** Records to process follows **

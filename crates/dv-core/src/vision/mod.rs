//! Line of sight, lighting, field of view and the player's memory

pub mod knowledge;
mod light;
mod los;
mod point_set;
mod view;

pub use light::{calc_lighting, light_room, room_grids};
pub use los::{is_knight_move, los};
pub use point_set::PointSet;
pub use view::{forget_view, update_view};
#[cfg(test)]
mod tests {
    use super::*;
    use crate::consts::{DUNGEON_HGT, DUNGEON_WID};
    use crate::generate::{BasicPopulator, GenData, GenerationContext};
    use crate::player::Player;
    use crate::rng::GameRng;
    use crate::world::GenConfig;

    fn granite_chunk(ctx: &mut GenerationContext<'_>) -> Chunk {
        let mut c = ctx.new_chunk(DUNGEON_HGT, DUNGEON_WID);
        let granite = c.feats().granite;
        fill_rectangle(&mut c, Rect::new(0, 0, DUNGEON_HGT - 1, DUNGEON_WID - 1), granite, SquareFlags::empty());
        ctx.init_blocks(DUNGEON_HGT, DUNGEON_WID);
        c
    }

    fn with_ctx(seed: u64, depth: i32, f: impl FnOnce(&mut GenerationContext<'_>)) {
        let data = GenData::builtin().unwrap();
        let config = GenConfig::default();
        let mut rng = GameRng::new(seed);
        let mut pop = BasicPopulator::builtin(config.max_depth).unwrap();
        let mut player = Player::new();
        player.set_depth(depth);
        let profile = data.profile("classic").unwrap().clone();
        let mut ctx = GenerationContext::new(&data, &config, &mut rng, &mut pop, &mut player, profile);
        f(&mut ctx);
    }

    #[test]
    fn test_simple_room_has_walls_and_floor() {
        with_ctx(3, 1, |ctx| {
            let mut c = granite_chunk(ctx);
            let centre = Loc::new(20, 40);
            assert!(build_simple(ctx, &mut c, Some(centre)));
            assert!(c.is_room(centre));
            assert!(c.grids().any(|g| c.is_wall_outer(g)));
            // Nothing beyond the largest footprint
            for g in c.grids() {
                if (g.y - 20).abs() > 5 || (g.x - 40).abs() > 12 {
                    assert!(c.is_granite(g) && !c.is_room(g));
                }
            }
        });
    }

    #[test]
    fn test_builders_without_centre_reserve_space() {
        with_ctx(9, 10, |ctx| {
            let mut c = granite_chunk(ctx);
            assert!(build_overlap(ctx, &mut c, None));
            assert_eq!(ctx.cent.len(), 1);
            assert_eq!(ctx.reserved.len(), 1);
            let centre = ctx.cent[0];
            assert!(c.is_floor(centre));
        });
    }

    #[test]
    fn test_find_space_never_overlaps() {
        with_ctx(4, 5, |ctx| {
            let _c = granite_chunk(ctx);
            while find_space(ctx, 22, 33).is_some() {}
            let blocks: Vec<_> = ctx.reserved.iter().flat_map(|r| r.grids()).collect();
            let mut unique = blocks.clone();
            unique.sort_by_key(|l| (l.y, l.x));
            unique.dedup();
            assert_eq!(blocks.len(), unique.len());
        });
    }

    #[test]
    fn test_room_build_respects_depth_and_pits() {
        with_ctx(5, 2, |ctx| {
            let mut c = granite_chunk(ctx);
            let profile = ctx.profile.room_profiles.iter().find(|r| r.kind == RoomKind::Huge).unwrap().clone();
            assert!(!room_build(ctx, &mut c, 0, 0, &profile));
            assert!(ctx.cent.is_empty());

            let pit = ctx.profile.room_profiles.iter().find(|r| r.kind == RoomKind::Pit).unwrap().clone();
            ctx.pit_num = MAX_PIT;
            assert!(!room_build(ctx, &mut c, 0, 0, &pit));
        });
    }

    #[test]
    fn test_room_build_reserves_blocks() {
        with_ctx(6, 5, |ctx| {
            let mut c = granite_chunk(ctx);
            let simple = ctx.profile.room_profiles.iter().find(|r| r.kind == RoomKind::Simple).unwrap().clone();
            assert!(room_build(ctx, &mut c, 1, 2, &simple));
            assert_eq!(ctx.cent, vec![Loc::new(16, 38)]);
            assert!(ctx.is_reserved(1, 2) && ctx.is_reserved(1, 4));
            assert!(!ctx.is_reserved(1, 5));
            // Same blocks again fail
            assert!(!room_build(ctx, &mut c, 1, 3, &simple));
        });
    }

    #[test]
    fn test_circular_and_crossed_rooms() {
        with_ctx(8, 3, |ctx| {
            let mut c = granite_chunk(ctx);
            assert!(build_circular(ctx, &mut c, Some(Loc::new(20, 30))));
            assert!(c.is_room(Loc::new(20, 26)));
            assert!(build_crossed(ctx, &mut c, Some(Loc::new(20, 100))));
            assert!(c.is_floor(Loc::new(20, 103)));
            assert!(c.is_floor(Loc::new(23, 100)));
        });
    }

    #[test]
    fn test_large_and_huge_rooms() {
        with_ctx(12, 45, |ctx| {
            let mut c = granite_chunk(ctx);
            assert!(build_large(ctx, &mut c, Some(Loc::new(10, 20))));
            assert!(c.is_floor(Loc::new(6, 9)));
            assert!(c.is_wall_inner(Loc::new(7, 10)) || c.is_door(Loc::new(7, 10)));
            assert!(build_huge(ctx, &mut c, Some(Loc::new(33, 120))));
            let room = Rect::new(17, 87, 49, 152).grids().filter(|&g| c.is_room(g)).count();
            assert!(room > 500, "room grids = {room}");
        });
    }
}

** End of Records to process **

**What the task asks:** Lines from the one containing "let room = Rect::new(17, 87, 49, 152).grids().filter(|&g|" through the end of the entries above must be copied exactly; include both ends and no other lines.

**Response:**
            let room = Rect::new(17, 87, 49, 152).grids().filter(|&g| c.is_room(g)).count();
            assert!(room > 500, "room grids = {room}");
        });
    }
}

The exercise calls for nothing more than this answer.